- Leagues: Promotiedivisie
- Founded: 2016; 10 years ago
- Arena: Sportcentrum Quelderduijn
- Capacity: 1,250
- Location: Den Helder, Netherlands
- Team colors: Blue, Black, White, Gold
- President: James Meijer
- Head coach: Atakan Yazıcı
- Retired numbers: 1 (5)
- Website: denheldersuns.nl
| Home | Away |

= Den Helder Suns =

The Den Helder Suns are a professional basketball club based in Den Helder, Netherlands. The club was founded in 2016 and currently plays in the Promotiedivisie. The Suns play their home games in the Sportcentrum Quelderduijn, which has a capacity of 1,250 people.

==History==
After the bankruptcy of the Netherlands' professional BV Den Helder team during the 2013–14 season, a professional basketball representative team from Den Helder was missing for three seasons. In 2016, the Suns organisation was founded with the goal of making a return to the Dutch Basketball League (DBL). On June 30, 2017, Den Helder Suns announced it would return to the highest level in the 2017–18 season. On July 14, 2017, the Suns announced "Peter van Noord head coach Den Helder Suns."

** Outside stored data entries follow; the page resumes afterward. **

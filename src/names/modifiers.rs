//! Modifier tokens of members and parameters.
//!
//! Modifiers are encoded as space-separated lowercase tokens in front of the first bracket of an
//! identifier. Decoding tests token membership, so the order of tokens never matters; tokens that
//! are not listed here are tolerated and ignored. Encoding always writes the tokens in the fixed
//! orders below, which is the order recorded data uses.
//!
//! | Kind      | Order                        |
//! |-----------|------------------------------|
//! | member    | `set get static`             |
//! | parameter | `params out this opt ref`    |

use bitflags::bitflags;

bitflags! {
    #[derive(Debug, Clone, Copy, PartialEq, Eq, Hash)]
    /// Modifiers of fields, properties, events and methods
    pub struct MemberModifiers: u8 {
        /// The member belongs to the type rather than to an instance (`static`)
        const STATIC = 0x01;
        /// The property has a getter (`get`)
        const GET = 0x02;
        /// The property has a setter (`set`)
        const SET = 0x04;
    }
}

bitflags! {
    #[derive(Debug, Clone, Copy, PartialEq, Eq, Hash)]
    /// Modifiers of parameters
    pub struct ParameterModifiers: u8 {
        /// Variable-length argument array (`params`)
        const PARAMS = 0x01;
        /// Output parameter (`out`)
        const OUT = 0x02;
        /// Receiver of an extension method (`this`)
        const THIS = 0x04;
        /// Optional parameter (`opt`)
        const OPT = 0x08;
        /// Passed by reference (`ref`)
        const REF = 0x10;
    }
}

const MEMBER_TOKENS: [(MemberModifiers, &str); 3] = [
    (MemberModifiers::SET, "set"),
    (MemberModifiers::GET, "get"),
    (MemberModifiers::STATIC, "static"),
];

const PARAMETER_TOKENS: [(ParameterModifiers, &str); 5] = [
    (ParameterModifiers::PARAMS, "params"),
    (ParameterModifiers::OUT, "out"),
    (ParameterModifiers::THIS, "this"),
    (ParameterModifiers::OPT, "opt"),
    (ParameterModifiers::REF, "ref"),
];

fn parse_tokens<F: Copy + std::ops::BitOr<Output = F>>(
    modifiers: &str,
    table: &[(F, &str)],
    empty: F,
) -> F {
    modifiers
        .split_whitespace()
        .filter_map(|token| table.iter().find(|(_, name)| *name == token))
        .fold(empty, |acc, (flag, _)| acc | *flag)
}

/// Writes the tokens of `flags` in table order, each followed by a space.
fn write_tokens<F: Copy>(flags: F, table: &[(F, &str)], contains: impl Fn(F, F) -> bool) -> String {
    let mut prefix = String::new();
    for (flag, token) in table {
        if contains(flags, *flag) {
            prefix.push_str(token);
            prefix.push(' ');
        }
    }
    prefix
}

/// Whether `section` is a well-formed modifier section: empty, or lowercase-alphabetic tokens
/// each followed by a single space.
pub(crate) fn is_modifier_section(section: &str) -> bool {
    section.is_empty()
        || (section.ends_with(' ')
            && section[..section.len() - 1]
                .split(' ')
                .all(|token| !token.is_empty() && token.bytes().all(|c| c.is_ascii_lowercase())))
}

impl MemberModifiers {
    /// Decodes the modifier section of a member identifier.
    #[must_use]
    pub fn parse(modifiers: &str) -> Self {
        parse_tokens(modifiers, &MEMBER_TOKENS, MemberModifiers::empty())
    }

    /// Encodes the modifiers as an identifier prefix (`"set get static "`), empty if none.
    #[must_use]
    pub fn to_prefix(self) -> String {
        write_tokens(self, &MEMBER_TOKENS, |flags, flag| flags.contains(flag))
    }
}

impl ParameterModifiers {
    /// Decodes the modifier section of a parameter identifier.
    #[must_use]
    pub fn parse(modifiers: &str) -> Self {
        parse_tokens(modifiers, &PARAMETER_TOKENS, ParameterModifiers::empty())
    }

    /// Encodes the modifiers as an identifier prefix (`"params out "`), empty if none.
    #[must_use]
    pub fn to_prefix(self) -> String {
        write_tokens(self, &PARAMETER_TOKENS, |flags, flag| flags.contains(flag))
    }
}

#[cfg(test)]
mod tests {
    use super::*;

    #[test]
    fn test_order_independence() {
        let a = MemberModifiers::parse("static get set");
        let b = MemberModifiers::parse("set get static");
        assert_eq!(a, b);
        assert!(a.contains(MemberModifiers::STATIC));

        let p = ParameterModifiers::parse("ref this");
        let q = ParameterModifiers::parse("this ref");
        assert_eq!(p, q);
    }

    #[test]
    fn test_unknown_tokens_ignored() {
        assert_eq!(
            MemberModifiers::parse("virtual static"),
            MemberModifiers::STATIC
        );
        assert!(ParameterModifiers::parse("in").is_empty());
        assert!(MemberModifiers::parse("").is_empty());
    }

    #[test]
    fn test_modifier_section() {
        assert!(is_modifier_section(""));
        assert!(is_modifier_section("static "));
        assert!(is_modifier_section("set get static "));
        assert!(!is_modifier_section("static"));
        assert!(!is_modifier_section(" "));
        assert!(!is_modifier_section("static  "));
        assert!(!is_modifier_section("Static "));
        assert!(!is_modifier_section("a.b "));
    }

    #[test]
    fn test_fixed_emission_order() {
        let all = MemberModifiers::STATIC | MemberModifiers::GET | MemberModifiers::SET;
        assert_eq!(all.to_prefix(), "set get static ");
        assert_eq!(MemberModifiers::empty().to_prefix(), "");

        let params = ParameterModifiers::REF | ParameterModifiers::PARAMS | ParameterModifiers::OPT;
        assert_eq!(params.to_prefix(), "params opt ref ");
        assert_eq!(ParameterModifiers::all().to_prefix(), "params out this opt ref ");
    }
}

In its first DBL season, Suns finished in the eight place of the regular season, above last-placed BAL. Captain Tjoe de Paula, who played for different clubs from Den Helder before, got his number retired on 19 April 2018.

Since the 2021–22 season, the Suns play in the BNXT League, in which the national leagues of Belgium and the Netherlands have been merged.

For the 2025-26 season, the clubs application for a license in the BNXT League was initially rejected due to uncertainties to meet their financial obligations throughout the season. The club reapplied for a license and was received one a month after the initial rejection.
The economic uncertainties for the club however persisted, leading the club to decide not to reapply for a license for the 2026-27 season. The club expected they were going to be unable to meet the requirement of a proper basketball floor and maintaining a salary for a general manager. They hope to participate in a new league of the NBB which would be ranked between the BNXT League and the Promotiedivisie.

== Season by season ==

| Season | Tier | League | Pos. | NBB Cup |
Den Helder Suns
| 2017–18 | 1 | DBL | 8th | Quarterfinals |
| 2018–19 | 1 | DBL | 5th | Eightfinals |
| 2019–20 | 1 | DBL | 7th | Semifinalist |
| 2020–21 | 1 | DBL | 6th | First Round |
| 2021–22 | 1 | BNXT League | NL 10th | Quarterfinals |
BNXT 20th
| 2022–23 | 1 | BNXT League | NL 9th | Withdrew |
BNXT 19th
| 2023–24 | 1 | BNXT League | NL 10th | First Round |
BNXT 20th
| 2024–25 | 1 | BNXT League | NL 5th | Quarterfinals |
BNXT 15th
| 2025–26 | 1 | BNXT League | NL 5th | Semifinals |
BNXT 13th
| 2026–27 | 2 | Promotiedivisie |  | First round |

==Players==
===Retired numbers===
On 19 April 2018, Suns retired its first number as Tjoe de Paula was honored, who played for BV Den Helder during the periods 2001–2003, 2004–2006, 2008–2009 and 2017–18.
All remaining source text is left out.